Exercise:
Give the count of lines below that include the word "other", and say nothing else.

(Stored items)
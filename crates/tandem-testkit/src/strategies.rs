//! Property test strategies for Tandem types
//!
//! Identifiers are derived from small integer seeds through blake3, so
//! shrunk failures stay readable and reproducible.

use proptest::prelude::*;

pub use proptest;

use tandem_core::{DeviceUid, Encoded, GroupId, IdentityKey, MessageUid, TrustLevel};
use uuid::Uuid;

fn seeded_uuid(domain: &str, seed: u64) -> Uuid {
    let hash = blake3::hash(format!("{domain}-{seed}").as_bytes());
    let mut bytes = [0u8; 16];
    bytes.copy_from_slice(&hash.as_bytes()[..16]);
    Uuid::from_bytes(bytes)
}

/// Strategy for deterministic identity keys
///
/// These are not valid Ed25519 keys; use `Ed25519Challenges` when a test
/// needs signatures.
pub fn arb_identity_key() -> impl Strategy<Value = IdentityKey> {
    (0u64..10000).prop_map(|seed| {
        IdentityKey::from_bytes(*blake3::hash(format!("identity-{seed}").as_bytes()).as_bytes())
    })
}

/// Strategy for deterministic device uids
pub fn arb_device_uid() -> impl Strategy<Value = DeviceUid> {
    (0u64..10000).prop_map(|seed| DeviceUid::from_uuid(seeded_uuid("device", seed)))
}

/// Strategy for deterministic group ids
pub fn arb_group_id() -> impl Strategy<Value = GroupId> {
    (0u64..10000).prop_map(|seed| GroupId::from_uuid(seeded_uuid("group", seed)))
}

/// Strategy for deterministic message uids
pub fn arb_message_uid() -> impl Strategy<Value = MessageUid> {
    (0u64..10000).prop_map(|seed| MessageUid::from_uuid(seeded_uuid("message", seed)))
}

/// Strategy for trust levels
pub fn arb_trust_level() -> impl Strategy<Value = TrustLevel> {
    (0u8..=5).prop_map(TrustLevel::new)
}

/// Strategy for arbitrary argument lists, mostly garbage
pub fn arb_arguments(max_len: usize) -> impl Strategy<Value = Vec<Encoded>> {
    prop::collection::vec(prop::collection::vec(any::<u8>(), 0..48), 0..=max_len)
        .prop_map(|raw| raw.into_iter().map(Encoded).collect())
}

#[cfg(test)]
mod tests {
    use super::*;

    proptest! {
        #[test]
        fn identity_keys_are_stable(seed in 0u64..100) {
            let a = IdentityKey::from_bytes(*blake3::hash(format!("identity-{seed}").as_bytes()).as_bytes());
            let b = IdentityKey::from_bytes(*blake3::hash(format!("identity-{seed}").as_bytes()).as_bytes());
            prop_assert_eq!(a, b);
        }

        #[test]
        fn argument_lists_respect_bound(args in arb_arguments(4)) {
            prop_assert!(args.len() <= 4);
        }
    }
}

--

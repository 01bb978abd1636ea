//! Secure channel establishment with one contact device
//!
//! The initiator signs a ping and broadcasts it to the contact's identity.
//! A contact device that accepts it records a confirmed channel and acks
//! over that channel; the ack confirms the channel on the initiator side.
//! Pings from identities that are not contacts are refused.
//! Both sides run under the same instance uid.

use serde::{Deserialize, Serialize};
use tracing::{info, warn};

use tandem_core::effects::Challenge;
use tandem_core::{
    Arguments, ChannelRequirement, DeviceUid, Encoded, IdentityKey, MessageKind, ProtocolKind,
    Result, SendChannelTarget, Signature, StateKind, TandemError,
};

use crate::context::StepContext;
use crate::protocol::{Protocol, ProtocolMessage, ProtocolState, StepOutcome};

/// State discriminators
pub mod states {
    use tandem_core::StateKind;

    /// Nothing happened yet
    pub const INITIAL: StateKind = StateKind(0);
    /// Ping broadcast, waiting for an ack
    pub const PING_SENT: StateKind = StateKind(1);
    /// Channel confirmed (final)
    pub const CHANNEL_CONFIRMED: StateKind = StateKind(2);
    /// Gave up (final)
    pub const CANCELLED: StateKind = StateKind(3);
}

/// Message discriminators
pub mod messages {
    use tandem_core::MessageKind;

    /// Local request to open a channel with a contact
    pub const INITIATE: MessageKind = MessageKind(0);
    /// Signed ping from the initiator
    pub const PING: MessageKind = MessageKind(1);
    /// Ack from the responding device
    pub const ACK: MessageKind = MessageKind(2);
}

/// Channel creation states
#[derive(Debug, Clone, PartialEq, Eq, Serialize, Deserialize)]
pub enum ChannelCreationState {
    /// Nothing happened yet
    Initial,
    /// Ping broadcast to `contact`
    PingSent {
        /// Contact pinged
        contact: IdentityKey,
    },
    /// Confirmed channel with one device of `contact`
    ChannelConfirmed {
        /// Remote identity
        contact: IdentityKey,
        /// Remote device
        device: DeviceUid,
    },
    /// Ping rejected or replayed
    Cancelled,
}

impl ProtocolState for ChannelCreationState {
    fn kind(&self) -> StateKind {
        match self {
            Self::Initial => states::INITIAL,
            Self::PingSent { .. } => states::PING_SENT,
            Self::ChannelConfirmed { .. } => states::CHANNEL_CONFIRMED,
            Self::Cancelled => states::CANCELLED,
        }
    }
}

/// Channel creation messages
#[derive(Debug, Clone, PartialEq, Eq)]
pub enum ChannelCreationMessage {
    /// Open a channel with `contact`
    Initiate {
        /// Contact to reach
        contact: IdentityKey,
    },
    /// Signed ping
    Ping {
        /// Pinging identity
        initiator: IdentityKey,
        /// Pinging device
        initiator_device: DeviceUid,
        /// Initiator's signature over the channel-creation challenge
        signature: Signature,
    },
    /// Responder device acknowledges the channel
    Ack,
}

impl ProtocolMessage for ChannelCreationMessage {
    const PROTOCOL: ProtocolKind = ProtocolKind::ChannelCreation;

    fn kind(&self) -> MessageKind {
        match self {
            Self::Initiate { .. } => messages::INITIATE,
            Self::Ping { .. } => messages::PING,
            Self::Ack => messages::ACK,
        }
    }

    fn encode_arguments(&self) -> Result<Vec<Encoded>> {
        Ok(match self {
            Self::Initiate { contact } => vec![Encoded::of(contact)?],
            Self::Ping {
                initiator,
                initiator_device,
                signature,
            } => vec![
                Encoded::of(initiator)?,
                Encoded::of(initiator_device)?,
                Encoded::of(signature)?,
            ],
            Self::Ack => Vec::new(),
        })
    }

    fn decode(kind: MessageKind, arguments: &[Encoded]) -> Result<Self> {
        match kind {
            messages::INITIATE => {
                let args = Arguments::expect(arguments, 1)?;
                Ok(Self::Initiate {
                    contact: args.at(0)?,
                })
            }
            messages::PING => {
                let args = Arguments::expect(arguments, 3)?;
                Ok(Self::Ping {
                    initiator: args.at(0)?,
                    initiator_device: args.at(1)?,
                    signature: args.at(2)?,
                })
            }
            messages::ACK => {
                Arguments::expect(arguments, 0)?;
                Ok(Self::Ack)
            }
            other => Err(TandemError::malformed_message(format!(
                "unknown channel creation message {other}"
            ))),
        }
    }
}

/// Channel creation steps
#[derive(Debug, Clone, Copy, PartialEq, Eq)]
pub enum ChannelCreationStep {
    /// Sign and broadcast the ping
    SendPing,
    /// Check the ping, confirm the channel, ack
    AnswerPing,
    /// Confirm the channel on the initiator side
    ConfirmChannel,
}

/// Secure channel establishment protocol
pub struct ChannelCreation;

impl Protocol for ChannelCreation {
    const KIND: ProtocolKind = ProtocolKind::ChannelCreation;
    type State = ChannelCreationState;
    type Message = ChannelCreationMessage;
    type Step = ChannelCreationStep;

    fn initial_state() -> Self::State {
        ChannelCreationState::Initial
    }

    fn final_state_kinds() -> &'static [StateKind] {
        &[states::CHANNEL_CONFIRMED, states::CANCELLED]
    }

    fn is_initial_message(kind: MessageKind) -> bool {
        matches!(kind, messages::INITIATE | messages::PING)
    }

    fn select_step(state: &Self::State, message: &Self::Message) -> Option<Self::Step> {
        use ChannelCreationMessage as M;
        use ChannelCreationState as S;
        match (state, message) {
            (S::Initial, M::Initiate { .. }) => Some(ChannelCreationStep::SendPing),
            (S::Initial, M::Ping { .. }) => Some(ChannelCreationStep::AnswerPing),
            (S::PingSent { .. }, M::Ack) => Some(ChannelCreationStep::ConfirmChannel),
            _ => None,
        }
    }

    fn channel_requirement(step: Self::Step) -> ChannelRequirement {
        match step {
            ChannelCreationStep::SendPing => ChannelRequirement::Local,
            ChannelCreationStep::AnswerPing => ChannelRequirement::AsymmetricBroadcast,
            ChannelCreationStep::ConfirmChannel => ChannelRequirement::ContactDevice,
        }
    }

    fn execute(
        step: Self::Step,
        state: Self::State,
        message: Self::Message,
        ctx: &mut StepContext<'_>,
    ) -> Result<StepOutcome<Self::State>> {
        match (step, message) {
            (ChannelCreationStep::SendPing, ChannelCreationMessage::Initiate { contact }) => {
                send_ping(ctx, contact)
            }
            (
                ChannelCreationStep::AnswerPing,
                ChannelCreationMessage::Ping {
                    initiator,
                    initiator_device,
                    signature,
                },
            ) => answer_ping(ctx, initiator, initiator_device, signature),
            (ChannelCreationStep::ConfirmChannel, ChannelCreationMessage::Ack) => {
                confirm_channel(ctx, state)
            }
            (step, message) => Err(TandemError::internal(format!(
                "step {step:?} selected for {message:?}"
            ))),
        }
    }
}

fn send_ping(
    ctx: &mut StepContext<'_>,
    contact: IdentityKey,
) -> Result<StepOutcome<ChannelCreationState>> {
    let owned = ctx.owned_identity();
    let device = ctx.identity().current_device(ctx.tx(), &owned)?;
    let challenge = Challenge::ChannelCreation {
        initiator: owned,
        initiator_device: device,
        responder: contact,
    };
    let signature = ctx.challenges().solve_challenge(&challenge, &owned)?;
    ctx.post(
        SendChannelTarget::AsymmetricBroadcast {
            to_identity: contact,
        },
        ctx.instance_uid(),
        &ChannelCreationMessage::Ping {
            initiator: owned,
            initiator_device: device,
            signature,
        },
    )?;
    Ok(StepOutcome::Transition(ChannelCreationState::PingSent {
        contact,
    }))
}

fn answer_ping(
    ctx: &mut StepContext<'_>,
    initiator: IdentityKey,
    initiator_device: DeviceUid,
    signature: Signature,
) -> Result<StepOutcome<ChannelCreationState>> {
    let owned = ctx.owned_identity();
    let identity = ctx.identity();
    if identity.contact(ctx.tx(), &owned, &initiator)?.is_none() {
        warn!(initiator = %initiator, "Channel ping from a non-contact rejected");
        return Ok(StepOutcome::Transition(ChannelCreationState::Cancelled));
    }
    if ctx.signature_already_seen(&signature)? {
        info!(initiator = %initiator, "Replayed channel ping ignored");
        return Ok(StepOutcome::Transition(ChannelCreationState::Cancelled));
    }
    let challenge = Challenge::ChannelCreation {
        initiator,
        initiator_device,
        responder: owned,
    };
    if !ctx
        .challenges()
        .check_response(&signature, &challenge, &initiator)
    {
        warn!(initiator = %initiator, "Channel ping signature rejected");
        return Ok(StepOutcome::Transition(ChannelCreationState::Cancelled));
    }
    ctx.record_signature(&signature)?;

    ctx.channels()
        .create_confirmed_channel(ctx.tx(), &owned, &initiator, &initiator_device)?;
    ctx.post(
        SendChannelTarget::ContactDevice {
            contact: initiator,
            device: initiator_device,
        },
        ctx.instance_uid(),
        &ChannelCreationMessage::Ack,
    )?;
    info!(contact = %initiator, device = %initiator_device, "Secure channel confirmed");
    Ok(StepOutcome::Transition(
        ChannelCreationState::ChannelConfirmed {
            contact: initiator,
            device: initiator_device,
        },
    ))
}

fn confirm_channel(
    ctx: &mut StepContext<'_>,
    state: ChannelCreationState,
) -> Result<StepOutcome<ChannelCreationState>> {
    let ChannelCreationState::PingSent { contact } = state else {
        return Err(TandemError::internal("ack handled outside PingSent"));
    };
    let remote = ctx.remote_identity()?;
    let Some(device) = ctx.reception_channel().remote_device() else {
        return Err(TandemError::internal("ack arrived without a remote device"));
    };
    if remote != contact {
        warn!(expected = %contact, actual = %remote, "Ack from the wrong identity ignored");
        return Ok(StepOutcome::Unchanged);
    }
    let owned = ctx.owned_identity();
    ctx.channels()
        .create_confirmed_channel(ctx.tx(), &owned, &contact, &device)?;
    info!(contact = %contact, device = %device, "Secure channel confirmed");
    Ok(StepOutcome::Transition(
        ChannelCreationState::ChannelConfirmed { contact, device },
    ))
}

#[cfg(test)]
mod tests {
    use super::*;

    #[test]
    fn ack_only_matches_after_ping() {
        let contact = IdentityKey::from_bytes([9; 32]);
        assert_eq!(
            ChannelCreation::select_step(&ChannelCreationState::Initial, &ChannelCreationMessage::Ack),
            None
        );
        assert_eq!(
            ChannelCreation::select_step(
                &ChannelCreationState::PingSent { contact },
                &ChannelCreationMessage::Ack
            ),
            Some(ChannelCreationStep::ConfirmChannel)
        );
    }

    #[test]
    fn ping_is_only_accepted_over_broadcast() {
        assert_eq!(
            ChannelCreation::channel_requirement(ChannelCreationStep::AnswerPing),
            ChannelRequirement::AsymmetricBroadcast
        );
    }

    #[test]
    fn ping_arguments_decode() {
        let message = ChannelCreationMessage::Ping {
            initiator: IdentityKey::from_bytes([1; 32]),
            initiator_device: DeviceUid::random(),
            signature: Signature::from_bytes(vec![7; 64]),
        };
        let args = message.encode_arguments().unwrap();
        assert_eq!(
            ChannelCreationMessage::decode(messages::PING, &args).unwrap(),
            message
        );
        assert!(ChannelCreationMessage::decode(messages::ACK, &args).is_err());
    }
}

Answer area:
2